Word for word, transcribe the data below from the line with "pub struct WatchdogJob" to the line with "pub trigger: &'static", keeping both of those lines.

□ □ □ □ □ □ □

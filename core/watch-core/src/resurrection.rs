//! Redundant restart triggers for the resident process.
//!
//! Each trigger is independent and best-effort. The controller runs every
//! registered trigger, logs each failure with the trigger's name and moves on.
//! `install` arms platform-scheduled triggers (at create and after task
//! removal); `fire` runs at teardown and task removal.

use hero_watch_protocol::RestartReason;
use std::sync::Arc;
use std::time::Duration;
use tracing::{debug, info, warn};

use crate::config::ResurrectionConfig;
use crate::error::Result;
use crate::scheduler::{Scheduler, Task};

pub const AGGRESSIVE_ALARM_KEY: &str = "aggressive_restart";
pub const IMMEDIATE_ALARM_KEY: &str = "immediate_restart";
pub const PRIMARY_ALARM_KEY: &str = "restart_service";
pub const BACKUP_ALARM_KEY: &str = "backup_restart_service";
pub const WATCHDOG_JOB_NAME: &str = "service_watchdog";

/// Starts the resident process, directly or through the restart receiver.
pub trait Launcher: Send + Sync {
    fn launch(&self) -> Result<()>;
    /// Hands a restart request to the separate restart receiver.
    fn broadcast(&self, reason: RestartReason) -> Result<()>;
}

#[derive(Debug, Clone, PartialEq, Eq)]
pub struct AlarmSpec {
    /// Alarms with the same key replace each other.
    pub key: &'static str,
    pub after: Duration,
    pub reason: RestartReason,
    pub repeat: Option<Duration>,
}

/// Platform alarms that outlive the process and deliver a restart request.
pub trait AlarmScheduler: Send + Sync {
    fn set_exact(&self, alarm: &AlarmSpec) -> Result<()>;
}

#[derive(Debug, Clone, PartialEq, Eq)]
pub struct JobSpec {
    pub name: &'static str,
    pub every: Duration,
    pub requires_network: bool,
}

pub trait JobScheduler: Send + Sync {
    fn enqueue_periodic(&self, job: &JobSpec) -> Result<()>;
}

pub trait RestartTrigger: Send + Sync {
    fn name(&self) -> &'static str;

    /// Arms whatever the platform keeps for us. `None` when there is nothing to arm.
    fn install(&self) -> Option<Result<()>> {
        None
    }

    /// Acts at teardown. `None` when the trigger only installs.
    fn fire(&self) -> Option<Result<()>> {
        None
    }
}

pub struct DirectRestart {
    launcher: Arc<dyn Launcher>,
}

impl DirectRestart {
    pub fn new(launcher: Arc<dyn Launcher>) -> Self {
        Self { launcher }
    }
}

impl RestartTrigger for DirectRestart {
    fn name(&self) -> &'static str {
        "direct_restart"
    }

    fn fire(&self) -> Option<Result<()>> {
        Some(self.launcher.launch())
    }
}

pub struct BroadcastRestart {
    launcher: Arc<dyn Launcher>,
}

impl BroadcastRestart {
    pub fn new(launcher: Arc<dyn Launcher>) -> Self {
        Self { launcher }
    }
}

impl RestartTrigger for BroadcastRestart {
    fn name(&self) -> &'static str {
        "broadcast_restart"
    }

    fn fire(&self) -> Option<Result<()>> {
        Some(self.launcher.broadcast(RestartReason::ImmediateRestart))
    }
}

/// Relaunch attempts on the process's own timer queue.
pub struct StaggeredRestart {
    scheduler: Arc<Scheduler>,
    delays: Vec<Duration>,
}

impl StaggeredRestart {
    pub fn new(scheduler: Arc<Scheduler>, delays: Vec<Duration>) -> Self {
        Self { scheduler, delays }
    }
}

impl RestartTrigger for StaggeredRestart {
    fn name(&self) -> &'static str {
        "staggered_restart"
    }

    fn fire(&self) -> Option<Result<()>> {
        let already = self
            .scheduler
            .pending(|task| matches!(task, Task::DelayedRestart { .. }));
        if already > 0 {
            debug!(already, "Delayed restarts already scheduled");
            return Some(Ok(()));
        }
        for delay in &self.delays {
            let delay_ms = u64::try_from(delay.as_millis()).unwrap_or(u64::MAX);
            self.scheduler
                .post_delayed(*delay, Task::DelayedRestart { delay_ms });
        }
        Some(Ok(()))
    }
}

pub struct ShortHorizonAlarm {
    alarms: Arc<dyn AlarmScheduler>,
    short: Duration,
    immediate: Duration,
}

impl ShortHorizonAlarm {
    pub fn new(alarms: Arc<dyn AlarmScheduler>, short: Duration, immediate: Duration) -> Self {
        Self {
            alarms,
            short,
            immediate,
        }
    }
}

impl RestartTrigger for ShortHorizonAlarm {
    fn name(&self) -> &'static str {
        "short_horizon_alarm"
    }

    fn install(&self) -> Option<Result<()>> {
        Some(self.alarms.set_exact(&AlarmSpec {
            key: IMMEDIATE_ALARM_KEY,
            after: self.immediate,
            reason: RestartReason::ImmediateRestart,
            repeat: None,
        }))
    }

    fn fire(&self) -> Option<Result<()>> {
        Some(self.alarms.set_exact(&AlarmSpec {
            key: AGGRESSIVE_ALARM_KEY,
            after: self.short,
            reason: RestartReason::AggressiveRestart,
            repeat: None,
        }))
    }
}

pub struct PeriodicAlarms {
    alarms: Arc<dyn AlarmScheduler>,
    primary: Duration,
    backup: Duration,
}

impl PeriodicAlarms {
    pub fn new(alarms: Arc<dyn AlarmScheduler>, primary: Duration, backup: Duration) -> Self {
        Self {
            alarms,
            primary,
            backup,
        }
    }
}

impl RestartTrigger for PeriodicAlarms {
    fn name(&self) -> &'static str {
        "periodic_alarms"
    }

    fn install(&self) -> Option<Result<()>> {
        // The backup is armed even when the primary is rejected.
        let primary = self.alarms.set_exact(&AlarmSpec {
            key: PRIMARY_ALARM_KEY,
            after: self.primary,
            reason: RestartReason::RestartService,
            repeat: Some(self.primary),
        });
        let backup = self.alarms.set_exact(&AlarmSpec {
            key: BACKUP_ALARM_KEY,
            after: self.backup,
            reason: RestartReason::BackupRestart,
            repeat: Some(self.backup),
        });
        Some(primary.and(backup))
    }
}

pub struct WatchdogJob {
    jobs: Arc<dyn JobScheduler>,
    every: Duration,
}

impl WatchdogJob {
    pub fn new(jobs: Arc<dyn JobScheduler>, every: Duration) -> Self {
        Self { jobs, every }
    }
}

impl RestartTrigger for WatchdogJob {
    fn name(&self) -> &'static str {
        "watchdog_job"
    }

    fn install(&self) -> Option<Result<()>> {
        Some(self.jobs.enqueue_periodic(&JobSpec {
            name: WATCHDOG_JOB_NAME,
            every: self.every,
            requires_network: true,
        }))
    }
}

#[derive(Debug, Clone, PartialEq, Eq)]
pub struct TriggerAttempt {
    pub trigger: &'static str,
    pub outcome: std::result::Result<(), String>,
}

#[derive(Debug, Clone, Default, PartialEq, Eq)]
pub struct ResurrectionReport {
    pub attempts: Vec<TriggerAttempt>,
}

impl ResurrectionReport {
    pub fn attempted(&self, trigger: &str) -> bool {
        self.attempts.iter().any(|attempt| attempt.trigger == trigger)
    }

    pub fn succeeded(&self) -> usize {
        self.attempts
            .iter()
            .filter(|attempt| attempt.outcome.is_ok())
            .count()
    }

    pub fn failed(&self) -> Vec<&'static str> {
        self.attempts
            .iter()
            .filter(|attempt| attempt.outcome.is_err())
            .map(|attempt| attempt.trigger)
            .collect()
    }
}

pub struct ResurrectionController {
    launcher: Arc<dyn Launcher>,
    triggers: Vec<Arc<dyn RestartTrigger>>,
}

impl ResurrectionController {
    pub fn new(launcher: Arc<dyn Launcher>) -> Self {
        Self {
            launcher,
            triggers: Vec::new(),
        }
    }

    /// Registers the full trigger set. Platform timers are left out when disabled.
    pub fn standard(
        launcher: Arc<dyn Launcher>,
        alarms: Arc<dyn AlarmScheduler>,
        jobs: Arc<dyn JobScheduler>,
        scheduler: Arc<Scheduler>,
        config: &ResurrectionConfig,
    ) -> Self {
        let mut controller = Self::new(Arc::clone(&launcher));
        controller.register(Arc::new(DirectRestart::new(Arc::clone(&launcher))));
        controller.register(Arc::new(BroadcastRestart::new(launcher)));
        controller.register(Arc::new(StaggeredRestart::new(
            scheduler,
            config.staggered_delays(),
        )));

        if config.platform_timers {
            controller.register(Arc::new(ShortHorizonAlarm::new(
                Arc::clone(&alarms),
                config.short_alarm(),
                config.immediate_alarm(),
            )));
            controller.register(Arc::new(PeriodicAlarms::new(
                alarms,
                config.primary_alarm(),
                config.backup_alarm(),
            )));
            controller.register(Arc::new(WatchdogJob::new(jobs, config.watchdog_interval())));
        } else {
            info!("Platform restart timers disabled by configuration");
        }
        controller
    }

    pub fn register(&mut self, trigger: Arc<dyn RestartTrigger>) {
        self.triggers.push(trigger);
    }

    pub fn trigger_names(&self) -> Vec<&'static str> {
        self.triggers.iter().map(|trigger| trigger.name()).collect()
    }

    pub fn install_all(&self) -> ResurrectionReport {
        self.run_phase("install", |trigger| trigger.install())
    }

    pub fn resurrect(&self) -> ResurrectionReport {
        self.run_phase("fire", |trigger| trigger.fire())
    }

    /// Runs one of the staggered relaunch attempts once its delay elapses.
    pub fn on_delayed_restart(&self, delay_ms: u64) -> Result<()> {
        match self.launcher.launch() {
            Ok(()) => {
                info!(delay_ms, "Delayed restart executed");
                Ok(())
            }
            Err(err) => {
                warn!(delay_ms, error = %err, "Delayed restart failed");
                Err(err)
            }
        }
    }

    fn run_phase(
        &self,
        phase: &'static str,
        run: impl Fn(&dyn RestartTrigger) -> Option<Result<()>>,
    ) -> ResurrectionReport {
        let mut report = ResurrectionReport::default();
        for trigger in &self.triggers {
            let Some(result) = run(trigger.as_ref()) else {
                continue;
            };
            let outcome = match result {
                Ok(()) => {
                    debug!(trigger = trigger.name(), phase, "Restart trigger succeeded");
                    Ok(())
                }
                Err(err) => {
                    warn!(trigger = trigger.name(), phase, error = %err, "Restart trigger failed");
                    Err(err.to_string())
                }
            };
            report.attempts.push(TriggerAttempt {
                trigger: trigger.name(),
                outcome,
            });
        }
        info!(
            phase,
            succeeded = report.succeeded(),
            failed = report.failed().len(),
            "Resurrection phase finished"
        );
        report
    }
}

□ □ □ □ □ □ □

*Problem solution*:
pub struct WatchdogJob {
    jobs: Arc<dyn JobScheduler>,
    every: Duration,
}

impl WatchdogJob {
    pub fn new(jobs: Arc<dyn JobScheduler>, every: Duration) -> Self {
        Self { jobs, every }
    }
}

impl RestartTrigger for WatchdogJob {
    fn name(&self) -> &'static str {
        "watchdog_job"
    }

    fn install(&self) -> Option<Result<()>> {
        Some(self.jobs.enqueue_periodic(&JobSpec {
            name: WATCHDOG_JOB_NAME,
            every: self.every,
            requires_network: true,
        }))
    }
}

#[derive(Debug, Clone, PartialEq, Eq)]
pub struct TriggerAttempt {
    pub trigger: &'static str,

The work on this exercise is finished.